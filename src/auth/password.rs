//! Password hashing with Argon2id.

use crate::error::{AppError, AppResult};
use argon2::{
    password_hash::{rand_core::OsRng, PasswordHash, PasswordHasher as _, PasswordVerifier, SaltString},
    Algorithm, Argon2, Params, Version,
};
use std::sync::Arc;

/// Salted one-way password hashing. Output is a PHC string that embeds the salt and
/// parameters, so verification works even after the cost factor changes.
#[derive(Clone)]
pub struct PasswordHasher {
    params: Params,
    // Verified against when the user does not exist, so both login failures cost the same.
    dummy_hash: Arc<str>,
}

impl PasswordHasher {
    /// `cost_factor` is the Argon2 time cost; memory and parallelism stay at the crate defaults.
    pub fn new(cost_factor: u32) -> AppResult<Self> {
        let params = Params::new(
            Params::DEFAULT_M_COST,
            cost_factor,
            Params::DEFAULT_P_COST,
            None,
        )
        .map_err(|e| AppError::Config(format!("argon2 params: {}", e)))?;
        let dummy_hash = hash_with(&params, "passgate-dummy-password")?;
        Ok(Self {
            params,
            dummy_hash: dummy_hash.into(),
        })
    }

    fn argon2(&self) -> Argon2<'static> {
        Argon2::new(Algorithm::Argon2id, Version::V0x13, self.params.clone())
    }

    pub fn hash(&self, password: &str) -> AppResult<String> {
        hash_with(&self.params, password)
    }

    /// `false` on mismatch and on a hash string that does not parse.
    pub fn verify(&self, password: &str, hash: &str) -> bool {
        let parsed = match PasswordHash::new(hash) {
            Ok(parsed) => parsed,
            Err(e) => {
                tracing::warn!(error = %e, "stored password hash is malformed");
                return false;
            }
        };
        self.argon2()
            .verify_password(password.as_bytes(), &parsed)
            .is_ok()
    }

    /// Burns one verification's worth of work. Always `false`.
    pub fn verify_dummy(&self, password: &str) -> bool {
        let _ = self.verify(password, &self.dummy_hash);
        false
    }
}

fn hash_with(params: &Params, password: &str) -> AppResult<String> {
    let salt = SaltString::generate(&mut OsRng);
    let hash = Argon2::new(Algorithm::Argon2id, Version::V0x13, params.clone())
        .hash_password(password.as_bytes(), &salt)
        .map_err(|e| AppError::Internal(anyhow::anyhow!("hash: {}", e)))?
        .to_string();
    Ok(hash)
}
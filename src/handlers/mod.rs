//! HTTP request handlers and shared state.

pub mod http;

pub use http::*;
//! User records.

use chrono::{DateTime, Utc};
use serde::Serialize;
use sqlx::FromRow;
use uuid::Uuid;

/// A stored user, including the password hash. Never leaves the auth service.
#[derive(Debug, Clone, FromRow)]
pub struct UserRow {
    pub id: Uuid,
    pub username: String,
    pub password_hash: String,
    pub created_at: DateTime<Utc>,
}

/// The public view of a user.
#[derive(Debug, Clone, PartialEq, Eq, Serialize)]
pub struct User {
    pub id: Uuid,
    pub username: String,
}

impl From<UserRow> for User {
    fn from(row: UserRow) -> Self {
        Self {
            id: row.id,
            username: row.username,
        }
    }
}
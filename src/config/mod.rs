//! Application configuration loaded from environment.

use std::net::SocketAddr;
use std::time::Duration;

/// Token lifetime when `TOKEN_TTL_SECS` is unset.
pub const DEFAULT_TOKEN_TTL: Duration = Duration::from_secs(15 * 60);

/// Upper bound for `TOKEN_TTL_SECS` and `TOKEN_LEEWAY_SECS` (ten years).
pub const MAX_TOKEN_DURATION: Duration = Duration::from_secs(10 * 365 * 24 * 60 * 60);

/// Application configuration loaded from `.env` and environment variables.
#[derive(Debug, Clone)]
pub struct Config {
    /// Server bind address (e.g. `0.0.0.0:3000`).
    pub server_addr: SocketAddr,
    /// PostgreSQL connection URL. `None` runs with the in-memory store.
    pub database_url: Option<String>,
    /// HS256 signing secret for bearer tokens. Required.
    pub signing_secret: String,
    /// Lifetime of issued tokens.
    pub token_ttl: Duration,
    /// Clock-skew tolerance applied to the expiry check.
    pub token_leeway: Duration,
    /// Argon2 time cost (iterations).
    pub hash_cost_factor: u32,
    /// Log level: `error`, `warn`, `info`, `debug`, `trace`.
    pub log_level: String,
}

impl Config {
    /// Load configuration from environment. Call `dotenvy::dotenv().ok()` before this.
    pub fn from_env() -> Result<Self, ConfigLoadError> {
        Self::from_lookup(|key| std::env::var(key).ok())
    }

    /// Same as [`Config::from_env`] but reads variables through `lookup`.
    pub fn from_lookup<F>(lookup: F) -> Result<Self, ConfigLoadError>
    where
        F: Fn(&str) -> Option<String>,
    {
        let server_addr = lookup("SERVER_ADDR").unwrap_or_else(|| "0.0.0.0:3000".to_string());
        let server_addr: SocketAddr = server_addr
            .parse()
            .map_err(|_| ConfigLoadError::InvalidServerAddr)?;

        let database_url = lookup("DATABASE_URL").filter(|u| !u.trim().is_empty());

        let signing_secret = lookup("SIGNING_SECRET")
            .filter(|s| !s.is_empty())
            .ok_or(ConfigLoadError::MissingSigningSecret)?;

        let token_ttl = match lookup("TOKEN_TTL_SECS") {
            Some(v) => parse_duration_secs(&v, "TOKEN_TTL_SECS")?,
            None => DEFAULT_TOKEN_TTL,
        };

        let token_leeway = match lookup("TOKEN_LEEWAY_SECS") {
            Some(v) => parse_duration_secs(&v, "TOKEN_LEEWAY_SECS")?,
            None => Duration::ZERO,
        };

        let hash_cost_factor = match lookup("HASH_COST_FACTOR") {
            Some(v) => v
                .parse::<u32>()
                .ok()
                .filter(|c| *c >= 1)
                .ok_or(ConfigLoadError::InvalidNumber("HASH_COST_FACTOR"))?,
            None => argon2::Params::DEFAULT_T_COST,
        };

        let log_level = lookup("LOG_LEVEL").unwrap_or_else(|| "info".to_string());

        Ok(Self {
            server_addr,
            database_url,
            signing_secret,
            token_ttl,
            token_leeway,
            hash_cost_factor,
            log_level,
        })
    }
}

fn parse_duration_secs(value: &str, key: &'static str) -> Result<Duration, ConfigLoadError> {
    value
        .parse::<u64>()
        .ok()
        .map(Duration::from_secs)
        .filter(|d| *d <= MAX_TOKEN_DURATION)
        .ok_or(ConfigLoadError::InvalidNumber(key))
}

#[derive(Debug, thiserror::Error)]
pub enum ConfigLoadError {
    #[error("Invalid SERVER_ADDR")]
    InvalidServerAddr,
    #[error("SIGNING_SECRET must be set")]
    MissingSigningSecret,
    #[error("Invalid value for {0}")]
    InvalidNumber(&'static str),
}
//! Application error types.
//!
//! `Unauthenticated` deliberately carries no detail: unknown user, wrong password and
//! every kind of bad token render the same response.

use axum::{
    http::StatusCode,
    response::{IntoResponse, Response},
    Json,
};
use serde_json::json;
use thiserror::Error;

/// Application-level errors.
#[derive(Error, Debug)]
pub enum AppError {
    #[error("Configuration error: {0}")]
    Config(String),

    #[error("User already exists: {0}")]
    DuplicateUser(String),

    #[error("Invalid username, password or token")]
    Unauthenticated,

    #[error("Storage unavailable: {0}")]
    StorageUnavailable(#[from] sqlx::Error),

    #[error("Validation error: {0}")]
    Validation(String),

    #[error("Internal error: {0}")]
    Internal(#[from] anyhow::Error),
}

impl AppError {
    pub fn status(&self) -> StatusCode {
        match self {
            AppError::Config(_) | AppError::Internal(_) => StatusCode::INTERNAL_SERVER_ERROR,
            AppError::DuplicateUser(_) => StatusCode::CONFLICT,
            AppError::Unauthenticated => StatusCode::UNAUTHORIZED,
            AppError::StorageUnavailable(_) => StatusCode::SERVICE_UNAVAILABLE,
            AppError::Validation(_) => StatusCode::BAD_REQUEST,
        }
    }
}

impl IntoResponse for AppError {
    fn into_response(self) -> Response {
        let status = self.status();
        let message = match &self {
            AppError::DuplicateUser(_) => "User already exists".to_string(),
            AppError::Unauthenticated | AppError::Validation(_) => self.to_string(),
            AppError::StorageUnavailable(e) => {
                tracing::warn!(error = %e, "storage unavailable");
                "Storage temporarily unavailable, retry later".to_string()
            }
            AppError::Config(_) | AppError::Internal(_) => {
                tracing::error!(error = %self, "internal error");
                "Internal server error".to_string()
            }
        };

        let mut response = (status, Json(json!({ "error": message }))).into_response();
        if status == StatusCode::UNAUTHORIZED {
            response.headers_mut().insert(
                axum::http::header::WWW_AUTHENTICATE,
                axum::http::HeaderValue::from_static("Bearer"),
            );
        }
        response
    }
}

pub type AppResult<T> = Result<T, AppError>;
#####
Task objective.
Filter the lines above so that only those with the string "false" remain, then copy them.

Exercise solution.
    /// `false` on mismatch and on a hash string that does not parse.
                return false;
    /// Burns one verification's worth of work. Always `false`.
        false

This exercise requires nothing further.